### [Assignment]
Work through the lines below and count those holding "struct"; reply with the number only.

# # # # #

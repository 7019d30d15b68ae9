//! In-memory collaborators.
//!
//! Process-local stand-ins for the persistent stores so the server runs and
//! can be tested without a database. Contents are lost on restart.

use std::collections::HashMap;
use std::sync::{Mutex, RwLock};
use std::time::SystemTime;

use tracing::{debug, warn};

use crate::core::types::LogicLong;
use crate::error::{constants, ProtocolError, Result};
use crate::service::{
    AllianceStore, ChatMessage, ContentLookup, Player, PlayerStore, TeamRegistry, TeamStatus,
};
use crate::transport::session::ConnectionId;

/// Seats in one team lobby.
pub const TEAM_CAPACITY: usize = 3;

#[derive(Debug, Default)]
struct PlayerTable {
    by_token: HashMap<String, Player>,
    next_low: i32,
}

/// Player records keyed by login token.
#[derive(Debug, Default)]
pub struct MemoryPlayerStore {
    inner: RwLock<PlayerTable>,
}

impl MemoryPlayerStore {
    pub fn new() -> Self {
        Self::default()
    }

    pub fn len(&self) -> usize {
        self.inner.read().map(|t| t.by_token.len()).unwrap_or(0)
    }

    pub fn is_empty(&self) -> bool {
        self.len() == 0
    }

    fn update<F>(&self, id: LogicLong, apply: F) -> Result<()>
    where
        F: FnOnce(&mut Player),
    {
        let mut table = self.inner.write().map_err(|_| {
            ProtocolError::Collaborator(constants::ERR_PLAYER_STORE_LOCK.to_string())
        })?;

        let player = table
            .by_token
            .values_mut()
            .find(|p| p.id == id)
            .ok_or_else(|| {
                ProtocolError::Collaborator(format!("No player with id {}-{}", id.high, id.low))
            })?;
        apply(player);
        Ok(())
    }
}

impl PlayerStore for MemoryPlayerStore {
    fn load_by_token(&self, token: &str) -> Result<Option<Player>> {
        let table = self.inner.read().map_err(|_| {
            ProtocolError::Collaborator(constants::ERR_PLAYER_STORE_LOCK.to_string())
        })?;
        Ok(table.by_token.get(token).cloned())
    }

    fn create_player(&self, requested: LogicLong, token: &str, region: &str) -> Result<Player> {
        let mut table = self.inner.write().map_err(|_| {
            ProtocolError::Collaborator(constants::ERR_PLAYER_STORE_LOCK.to_string())
        })?;

        if table.by_token.contains_key(token) {
            return Err(ProtocolError::Collaborator(
                "Token is already registered".to_string(),
            ));
        }

        let taken = |id: LogicLong, t: &PlayerTable| t.by_token.values().any(|p| p.id == id);
        let id = if requested != LogicLong::default() && !taken(requested, &*table) {
            requested
        } else {
            loop {
                table.next_low += 1;
                let candidate = LogicLong::new(0, table.next_low);
                if !taken(candidate, &*table) {
                    break candidate;
                }
            }
        };

        let player = Player::new(id, token, region);
        table.by_token.insert(token.to_string(), player.clone());
        debug!(high = id.high, low = id.low, "created player");
        Ok(player)
    }

    fn touch_login(&self, id: LogicLong) -> Result<()> {
        // no last-login column to update in memory, only existence is checked
        self.update(id, |_| {})
    }

    fn rename(&self, id: LogicLong, name: &str) -> Result<()> {
        self.update(id, |player| {
            player.name = name.to_string();
            player.name_set = true;
        })
    }
}

/// Chat history per alliance.
#[derive(Debug, Default)]
pub struct MemoryAllianceStore {
    chats: Mutex<HashMap<LogicLong, Vec<ChatMessage>>>,
}

impl MemoryAllianceStore {
    pub fn new() -> Self {
        Self::default()
    }

    /// Stored lines for an alliance, oldest first.
    pub fn history(&self, alliance: LogicLong) -> Vec<ChatMessage> {
        self.chats
            .lock()
            .map(|chats| chats.get(&alliance).cloned().unwrap_or_default())
            .unwrap_or_default()
    }
}

impl AllianceStore for MemoryAllianceStore {
    fn add_chat_message(
        &self,
        alliance: LogicLong,
        sender: &Player,
        text: &str,
    ) -> Result<ChatMessage> {
        let mut chats = self.chats.lock().map_err(|_| {
            ProtocolError::Collaborator(constants::ERR_ALLIANCE_STORE_LOCK.to_string())
        })?;

        let lines = chats.entry(alliance).or_default();
        let message = ChatMessage {
            id: lines.len() as i32 + 1,
            sender: sender.id,
            sender_name: sender.name.clone(),
            sender_role: sender.alliance.as_ref().map_or(0, |m| m.role),
            content: text.to_string(),
            sent_at: SystemTime::now(),
        };
        lines.push(message.clone());
        Ok(message)
    }
}

#[derive(Debug, Clone, Copy)]
struct Seat {
    conn: Option<ConnectionId>,
    online: bool,
}

#[derive(Debug, Default)]
struct TeamTable {
    teams: HashMap<i32, HashMap<LogicLong, Seat>>,
    /// live connection -> (team, seated player)
    by_conn: HashMap<ConnectionId, (i32, LogicLong)>,
    next_team: i32,
}

impl TeamTable {
    fn status(&self, team_id: i32) -> Option<TeamStatus> {
        self.teams.get(&team_id).map(|members| TeamStatus {
            team_id,
            members: members.len(),
            online: members.values().filter(|seat| seat.online).count(),
        })
    }

    fn remove(&mut self, conn: ConnectionId) -> Option<i32> {
        let (team_id, player) = self.by_conn.remove(&conn)?;
        if let Some(members) = self.teams.get_mut(&team_id) {
            members.remove(&player);
            if members.is_empty() {
                self.teams.remove(&team_id);
            }
        }
        Some(team_id)
    }
}

/// Team lobbies. Seats belong to players; connections only occupy them.
#[derive(Debug, Default)]
pub struct MemoryTeamRegistry {
    inner: Mutex<TeamTable>,
}

impl MemoryTeamRegistry {
    pub fn new() -> Self {
        Self::default()
    }

    /// Seated players on `team_id`, online or not.
    pub fn team_size(&self, team_id: i32) -> Option<usize> {
        let table = self.inner.lock().ok()?;
        table.teams.get(&team_id).map(HashMap::len)
    }
}

impl TeamRegistry for MemoryTeamRegistry {
    fn join(&self, conn: ConnectionId, player: LogicLong, team: Option<i32>) -> Result<TeamStatus> {
        let mut table = self.inner.lock().map_err(|_| {
            ProtocolError::Collaborator(constants::ERR_TEAM_REGISTRY_LOCK.to_string())
        })?;

        let team_id = match team {
            Some(id) => {
                let members = table
                    .teams
                    .get(&id)
                    .ok_or_else(|| ProtocolError::Collaborator(format!("No team with id {id}")))?;
                if !members.contains_key(&player) && members.len() >= TEAM_CAPACITY {
                    return Err(ProtocolError::Collaborator(format!("Team {id} is full")));
                }
                id
            }
            None => {
                table.next_team += 1;
                let id = table.next_team;
                table.teams.insert(id, HashMap::new());
                id
            }
        };

        if table.by_conn.get(&conn) != Some(&(team_id, player)) {
            table.remove(conn);
        }

        let previous = table.teams.entry(team_id).or_default().insert(
            player,
            Seat {
                conn: Some(conn),
                online: true,
            },
        );
        if let Some(old) = previous.and_then(|seat| seat.conn).filter(|old| *old != conn) {
            table.by_conn.remove(&old);
        }
        table.by_conn.insert(conn, (team_id, player));

        table
            .status(team_id)
            .ok_or_else(|| ProtocolError::Collaborator(format!("Team {team_id} vanished")))
    }

    fn leave(&self, conn: ConnectionId) -> Option<TeamStatus> {
        let mut table = self.inner.lock().ok()?;
        let team_id = table.remove(conn)?;
        table.status(team_id)
    }

    fn status(&self, conn: ConnectionId) -> Option<TeamStatus> {
        let table = self.inner.lock().ok()?;
        let (team_id, _) = *table.by_conn.get(&conn)?;
        table.status(team_id)
    }

    fn mark_offline(&self, conn: ConnectionId) {
        let Ok(mut table) = self.inner.lock() else {
            warn!(conn_id = conn, "{}", constants::ERR_TEAM_REGISTRY_LOCK);
            return;
        };

        let Some((team_id, player)) = table.by_conn.remove(&conn) else {
            return;
        };
        if let Some(seat) = table.teams.get_mut(&team_id).and_then(|m| m.get_mut(&player)) {
            seat.conn = None;
            seat.online = false;
        }
    }
}

/// Location ids grouped by game mode.
#[derive(Debug, Clone, Default)]
pub struct StaticContent {
    locations: HashMap<String, Vec<i32>>,
}

impl StaticContent {
    pub fn new(locations: HashMap<String, Vec<i32>>) -> Self {
        Self { locations }
    }

    /// A small built-in table covering the stock game modes.
    pub fn with_defaults() -> Self {
        let table = [
            ("CoinRush", vec![0, 1, 2, 3]),
            ("AttackDefend", vec![4, 5, 6]),
            ("BountyHunter", vec![7, 8, 9]),
            ("BattleRoyale", vec![10, 11, 12, 13]),
            ("LaserBall", vec![14, 15, 16]),
        ];
        Self::new(
            table
                .into_iter()
                .map(|(mode, ids)| (mode.to_string(), ids))
                .collect(),
        )
    }
}

impl ContentLookup for StaticContent {
    fn locations_for_mode(&self, game_mode: &str) -> Vec<i32> {
        self.locations.get(game_mode).cloned().unwrap_or_default()
    }

    fn location_ids(&self) -> Vec<i32> {
        let mut ids: Vec<i32> = self.locations.values().flatten().copied().collect();
        ids.sort_unstable();
        ids.dedup();
        ids
    }
}

#[cfg(test)]
mod tests {
    use super::*;

    #[test]
    fn test_create_honours_requested_id_when_free() {
        let store = MemoryPlayerStore::new();
        let first = store
            .create_player(LogicLong::new(0, 42), "tok-a", "FR")
            .unwrap();
        assert_eq!(first.id, LogicLong::new(0, 42));

        let second = store
            .create_player(LogicLong::new(0, 42), "tok-b", "FR")
            .unwrap();
        assert_ne!(second.id, first.id);

        let fresh = store.create_player(LogicLong::default(), "tok-c", "FR").unwrap();
        assert_ne!(fresh.id, LogicLong::default());
        assert_eq!(store.len(), 3);
    }

    #[test]
    fn test_duplicate_token_rejected() {
        let store = MemoryPlayerStore::new();
        store.create_player(LogicLong::default(), "tok", "US").unwrap();
        assert!(store.create_player(LogicLong::default(), "tok", "US").is_err());
    }

    #[test]
    fn test_rename_and_reload() {
        let store = MemoryPlayerStore::new();
        let player = store.create_player(LogicLong::default(), "tok", "US").unwrap();
        store.rename(player.id, "Shelly").unwrap();

        let loaded = store.load_by_token("tok").unwrap().unwrap();
        assert_eq!(loaded.name, "Shelly");
        assert!(loaded.name_set);
        assert!(store.rename(LogicLong::new(9, 9), "x").is_err());
    }

    #[test]
    fn test_chat_ids_increase_per_alliance() {
        let store = MemoryAllianceStore::new();
        let sender = Player::new(LogicLong::new(0, 1), "t", "US");
        let alliance = LogicLong::new(0, 7);

        let a = store.add_chat_message(alliance, &sender, "hi").unwrap();
        let b = store.add_chat_message(alliance, &sender, "again").unwrap();
        let other = store
            .add_chat_message(LogicLong::new(0, 8), &sender, "elsewhere")
            .unwrap();

        assert_eq!((a.id, b.id, other.id), (1, 2, 1));
        assert_eq!(store.history(alliance).len(), 2);
    }

    fn player(low: i32) -> LogicLong {
        LogicLong::new(0, low)
    }

    #[test]
    fn test_team_join_leave_and_presence() {
        let teams = MemoryTeamRegistry::new();
        let created = teams.join(1, player(1), None).unwrap();
        assert_eq!(created.members, 1);

        let joined = teams.join(2, player(2), Some(created.team_id)).unwrap();
        assert_eq!(joined.members, 2);
        assert_eq!(joined.online, 2);

        teams.mark_offline(2);
        let status = teams.status(1).unwrap();
        assert_eq!((status.members, status.online), (2, 1));
        assert!(teams.status(2).is_none());

        let remaining = teams.leave(1).unwrap();
        assert_eq!(remaining.members, 1);
        assert!(teams.status(1).is_none());
        assert!(teams.leave(2).is_none());
    }

    #[test]
    fn test_team_capacity_and_unknown_team() {
        let teams = MemoryTeamRegistry::new();
        let team = teams.join(1, player(1), None).unwrap().team_id;
        teams.join(2, player(2), Some(team)).unwrap();
        teams.join(3, player(3), Some(team)).unwrap();

        assert!(teams.join(4, player(4), Some(team)).is_err());
        assert!(teams.join(4, player(4), Some(team + 100)).is_err());
    }

    #[test]
    fn test_reconnects_reuse_the_players_seat() {
        let teams = MemoryTeamRegistry::new();
        let team = teams.join(1, player(1), None).unwrap().team_id;
        teams.join(2, player(2), Some(team)).unwrap();

        let mut conn = 2;
        for _ in 0..TEAM_CAPACITY * 3 {
            teams.mark_offline(conn);
            assert_eq!(teams.status(1).unwrap().online, 1);

            conn += 10;
            let status = teams.join(conn, player(2), Some(team)).unwrap();
            assert_eq!((status.members, status.online), (2, 2));
        }
        assert_eq!(teams.team_size(team), Some(2));

        // a third player still fits
        assert_eq!(teams.join(99, player(3), Some(team)).unwrap().members, 3);
    }

    #[test]
    fn test_join_from_a_second_live_connection_moves_the_seat() {
        let teams = MemoryTeamRegistry::new();
        let team = teams.join(1, player(1), None).unwrap().team_id;
        teams.join(2, player(1), Some(team)).unwrap();

        assert!(teams.status(1).is_none());
        assert_eq!(teams.status(2).unwrap().members, 1);
        // the stale connection no longer holds anything to mark offline
        teams.mark_offline(1);
        assert_eq!(teams.status(2).unwrap().online, 1);
    }

    #[test]
    fn test_content_fallbacks() {
        let content = StaticContent::with_defaults();
        assert_eq!(content.locations_for_mode("LaserBall"), vec![14, 15, 16]);
        assert!(content.locations_for_mode("Unknown").is_empty());
        assert_eq!(content.location_ids().len(), 17);
    }
}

# # # # #

### [Reply]
7